Successions: une valeur non fiscale

La Gauche pare de vertus son Initiative visant à introduire obligatoirement dans tous les cantons un impôt sur les successions, que les héritiers soient en ligne directe ou non. Certes, l'Initiative laisse une marge de manoeuvre au Parlement pour la loi d'application. Certes elle prévoit des conditions d'exemption et d'atténuation. Il n'empêche que cette Initiative entrainerait des effets financiers et économiques négatifs. En outre, sa référence morale est tout à fait discutable.

Les défauts. Une rétroactivité inacceptable. Alors que l'article constitutionnel entrerait en vigueur en 2017, les successions advenues dès 2012 seraient touchées. C'est à se demander si le Parlement n'aurait pas dû invalider cette Initiative pour ce motif déjà. Deuxième défaut majeur : l'atteinte à la souveraineté des cantons. Ceux-ci la voient progressivement diminuer sous le coup des injonctions fédérales. Or, en politique tout passe par la fiscalité. A chaque canton de trouver un équilibre. A chacun d'évaluer comment retenir les grosses fortunes générant de gros revenus, le tout amenant des suites économiques et des recettes essentielles. Ce n'est pas un hasard si presque tous les cantons ont supprimé cet impôt pour les successions entre conjoints et en ligne directe. 

Et puis il y a les entreprises. Certes, l'Initiative prévoit des réductions mais à condition que le patron héritier soit obligé de poursuivre l'exploitation durant dix ans au moins. Exigence bureaucratique faisant fi des aléas de la conjoncture et qui provoquerait un contrôle administratif lourd, compliqué. 

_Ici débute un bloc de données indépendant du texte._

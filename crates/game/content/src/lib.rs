//! Data-driven combat content and loaders.
//!
//! This crate houses the static content a round reads and the loaders for
//! its RON/TOML data files:
//! - Tuning parameters (`config.toml`)
//! - Difficulty tiers and the fallback drop table (`tables.toml`)
//! - Monster catalog (`monsters.ron`)
//! - Hunting grounds (`maps.ron`)
//! - Skill catalog (`skills.ron`)
//!
//! Content is consumed by runtime oracles and never appears in session state.
//! A ready-made data set ships in this crate's `data/` directory.

#[cfg(feature = "loaders")]
pub mod loaders;

#[cfg(feature = "loaders")]
pub use loaders::{
    ConfigLoader, ContentCatalog, ContentFactory, ContentTables, MapLoader, MonsterLoader,
    SkillLoader, TablesLoader,
};

/// Directory of the data set bundled with this crate.
pub fn bundled_data_dir() -> std::path::PathBuf {
    std::path::Path::new(env!("CARGO_MANIFEST_DIR")).join("data")
}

Allons, c'est assez dire qu'il faut rejeter ce projet. Toutefois, relevons le défi de l'argumentation sur le volet moral. Qu'un héritier touche de ses parents défunts une fortune, une entreprise qu'il n'a pas acquise, développée lui-même : voilà qui serait choquant, injuste. Que l'Etat prélève au moins sa bonne part ne serait que justice. Ce genre d'arguments a cours aux Etats Unis, par exemple. Chacun a sa chance, chacun doit faire ses preuves, il y a course effrénée entre les meilleurs performeurs. Et que les jeunes repartent de zéro le mors aux dents. Eh bien une argumentation contraire est parfaitement défendable. La succession marque une continuité familiale, une transmission tranquille d'un patrimoine mais aussi de valeurs, Bien sûr, il y a des fils à papa, des enfants gâtés qui choquent. Mais dans la plupart des cas de figure, il y a un désir des parents de transmettre le fruit de leur travail, de leurs investissements et une conscience des enfants qu'il y a dans ce passage de témoin une charge affective et un mandat de responsabilité. La Suisse est forte de sa forte classe moyenne. Et dans cette frange là, le désir de continuité familiale est grand. Or, cette continuité est un pivot de notre société. Finalement, l'attitude des héritiers témoigne de leur position dans la vie, vis à vis d'eux mêmes, de leurs proches et de la société. C'est leur histoire. Que l'Etat ne vienne pas jouer au percepteur pour raisons morales. Le message ne passe pas. Les successions : une valeur stabilisatrice qui n'est pas d'ordre fiscal.